_Problem to work on_: Below are records; give the number of their lines that contain "const", and only that number.

*** Opening Dataset records ***

//! Core types shared by the session and the provider adapters.

use crate::error::{LensCoachError, Result};
use serde::{Deserialize, Serialize};
use std::path::Path;

/// Generative-AI provider.
#[derive(Debug, Clone, Copy, PartialEq, Eq, Hash, Default, Serialize, Deserialize)]
#[serde(rename_all = "lowercase")]
pub enum ProviderKind {
    /// Google Gemini (settings) and Imagen (images).
    #[default]
    Google,
    /// OpenAI chat completions (settings) and image generations.
    #[serde(rename = "openai")]
    OpenAi,
}

impl ProviderKind {
    /// All providers, in display order.
    pub const ALL: [ProviderKind; 2] = [ProviderKind::Google, ProviderKind::OpenAi];

    /// Returns the identifier used in config and on the command line.
    pub fn as_str(&self) -> &'static str {
        match self {
            Self::Google => "google",
            Self::OpenAi => "openai",
        }
    }

    /// Label for the API key field.
    pub fn label(&self) -> &'static str {
        match self {
            Self::Google => "Google Gemini API Key",
            Self::OpenAi => "OpenAI API Key",
        }
    }

    /// Placeholder for the API key field.
    pub fn placeholder(&self) -> &'static str {
        match self {
            Self::Google => "Enter your Gemini API key",
            Self::OpenAi => "Enter your OpenAI API key",
        }
    }

    /// Environment variable consulted when no key is given explicitly.
    pub fn env_var(&self) -> &'static str {
        match self {
            Self::Google => "GOOGLE_API_KEY",
            Self::OpenAi => "OPENAI_API_KEY",
        }
    }
}

impl std::fmt::Display for ProviderKind {
    fn fmt(&self, f: &mut std::fmt::Formatter<'_>) -> std::fmt::Result {
        f.write_str(self.as_str())
    }
}

impl std::str::FromStr for ProviderKind {
    type Err = LensCoachError;

    fn from_str(s: &str) -> Result<Self> {
        match s.trim().to_lowercase().as_str() {
            "google" | "gemini" => Ok(Self::Google),
            "openai" => Ok(Self::OpenAi),
            other => Err(LensCoachError::InvalidRequest(format!(
                "unknown provider: {other}"
            ))),
        }
    }
}

/// Camera brand the user shoots with.
#[derive(Debug, Clone, Copy, PartialEq, Eq, Hash, Default, Serialize, Deserialize)]
pub enum Brand {
    /// No particular brand; prompts use generic terms.
    #[default]
    Any,
    Canon,
    Nikon,
    Sony,
    Fujifilm,
    Panasonic,
}

impl Brand {
    /// All brands, in display order.
    pub const ALL: [Brand; 6] = [
        Brand::Any,
        Brand::Canon,
        Brand::Nikon,
        Brand::Sony,
        Brand::Fujifilm,
        Brand::Panasonic,
    ];

    /// Returns the display name.
    pub fn as_str(&self) -> &'static str {
        match self {
            Self::Any => "Any",
            Self::Canon => "Canon",
            Self::Nikon => "Nikon",
            Self::Sony => "Sony",
            Self::Fujifilm => "Fujifilm",
            Self::Panasonic => "Panasonic",
        }
    }

    /// Returns true for a concrete brand.
    pub fn is_specific(&self) -> bool {
        !matches!(self, Self::Any)
    }
}

impl std::fmt::Display for Brand {
    fn fmt(&self, f: &mut std::fmt::Formatter<'_>) -> std::fmt::Result {
        f.write_str(self.as_str())
    }
}

impl std::str::FromStr for Brand {
    type Err = LensCoachError;

    fn from_str(s: &str) -> Result<Self> {
        let wanted = s.trim();
        Self::ALL
            .into_iter()
            .find(|b| b.as_str().eq_ignore_ascii_case(wanted))
            .ok_or_else(|| LensCoachError::InvalidRequest(format!("unknown camera brand: {wanted}")))
    }
}

/// What the user wants settings for.
#[derive(Debug, Clone, PartialEq, Eq, Serialize, Deserialize)]
pub struct CameraQuery {
    /// Scene display name, e.g. "Night Sky".
    pub scene_name: String,
    /// Camera brand.
    pub brand: Brand,
    /// Camera model, already validated.
    pub model: Option<String>,
}

impl CameraQuery {
    /// Creates a query for a scene with no brand or model.
    pub fn new(scene_name: impl Into<String>) -> Self {
        Self {
            scene_name: scene_name.into(),
            brand: Brand::Any,
            model: None,
        }
    }

    /// Sets the camera brand.
    pub fn with_brand(mut self, brand: Brand) -> Self {
        self.brand = brand;
        self
    }

    /// Sets the camera model.
    pub fn with_model(mut self, model: impl Into<String>) -> Self {
        self.model = Some(model.into());
        self
    }
}

/// Recommended camera settings for a scene.
#[derive(Debug, Clone, PartialEq, Eq, Serialize, Deserialize)]
#[serde(rename_all = "camelCase")]
pub struct CameraSettings {
    pub aperture: String,
    pub aperture_explanation: String,
    pub iso: String,
    pub iso_explanation: String,
    pub shutter_speed: String,
    pub shutter_speed_explanation: String,
    pub white_balance: String,
    pub white_balance_explanation: String,
    pub focus_mode: String,
    pub focus_mode_explanation: String,
    pub drive_mode: String,
    pub drive_mode_explanation: String,
    pub metering_mode: String,
    pub metering_mode_explanation: String,
    pub lens_recommendation: String,
    pub general_tip: String,
    #[serde(default, skip_serializing_if = "Option::is_none")]
    pub brand_specific_tip: Option<String>,
}

impl CameraSettings {
    /// Setting rows as `(label, value, explanation)`, in display order.
    pub fn rows(&self) -> [(&'static str, &str, &str); 7] {
        [
            ("Aperture", self.aperture.as_str(), self.aperture_explanation.as_str()),
            ("ISO", self.iso.as_str(), self.iso_explanation.as_str()),
            ("Shutter Speed", self.shutter_speed.as_str(), self.shutter_speed_explanation.as_str()),
            ("White Balance", self.white_balance.as_str(), self.white_balance_explanation.as_str()),
            ("Focus Mode", self.focus_mode.as_str(), self.focus_mode_explanation.as_str()),
            ("Drive Mode", self.drive_mode.as_str(), self.drive_mode_explanation.as_str()),
            ("Metering Mode", self.metering_mode.as_str(), self.metering_mode_explanation.as_str()),
        ]
    }
}

/// Example image formats returned by the providers.
#[derive(Debug, Clone, Copy, PartialEq, Eq, Serialize, Deserialize)]
#[serde(rename_all = "lowercase")]
pub enum ImageFormat {
    /// PNG (OpenAI).
    Png,
    /// JPEG (Imagen).
    Jpeg,
}

impl ImageFormat {
    /// Returns the file extension for this format.
    pub fn extension(&self) -> &'static str {
        match self {
            Self::Png => "png",
            Self::Jpeg => "jpg",
        }
    }

    /// Returns the MIME type for this format.
    pub fn mime_type(&self) -> &'static str {
        match self {
            Self::Png => "image/png",
            Self::Jpeg => "image/jpeg",
        }
    }
}

/// An illustrative photo for a scene.
#[derive(Debug, Clone, PartialEq, Eq)]
pub struct ExampleImage {
    /// Raw image bytes.
    pub data: Vec<u8>,
    /// Image format.
    pub format: ImageFormat,
    /// Provider that generated this image.
    pub provider: ProviderKind,
}

impl ExampleImage {
    /// Decodes a base64 payload into an image.
    pub fn from_base64(payload: &str, format: ImageFormat, provider: ProviderKind) -> Result<Self> {
        use base64::Engine;
        let data = base64::engine::general_purpose::STANDARD
            .decode(payload.trim())
            .map_err(|e| LensCoachError::Decode(e.to_string()))?;
        Ok(Self {
            data,
            format,
            provider,
        })
    }

    /// Returns the size of the image data in bytes.
    pub fn size(&self) -> usize {
        self.data.len()
    }

    /// Encodes the image data as base64.
    pub fn to_base64(&self) -> String {
        use base64::Engine;
        base64::engine::general_purpose::STANDARD.encode(&self.data)
    }

    /// Returns the image as an inline data URL.
    pub fn to_data_url(&self) -> String {
        format!("data:{};base64,{}", self.format.mime_type(), self.to_base64())
    }

    /// Saves the image to the specified path.
    pub fn save(&self, path: impl AsRef<Path>) -> Result<()> {
        std::fs::write(path, &self.data)?;
        Ok(())
    }
}

/// Ordered example images; empty when generation failed.
pub type ImageSequence = Vec<ExampleImage>;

*** Closing Dataset records ***

_Reply_: 2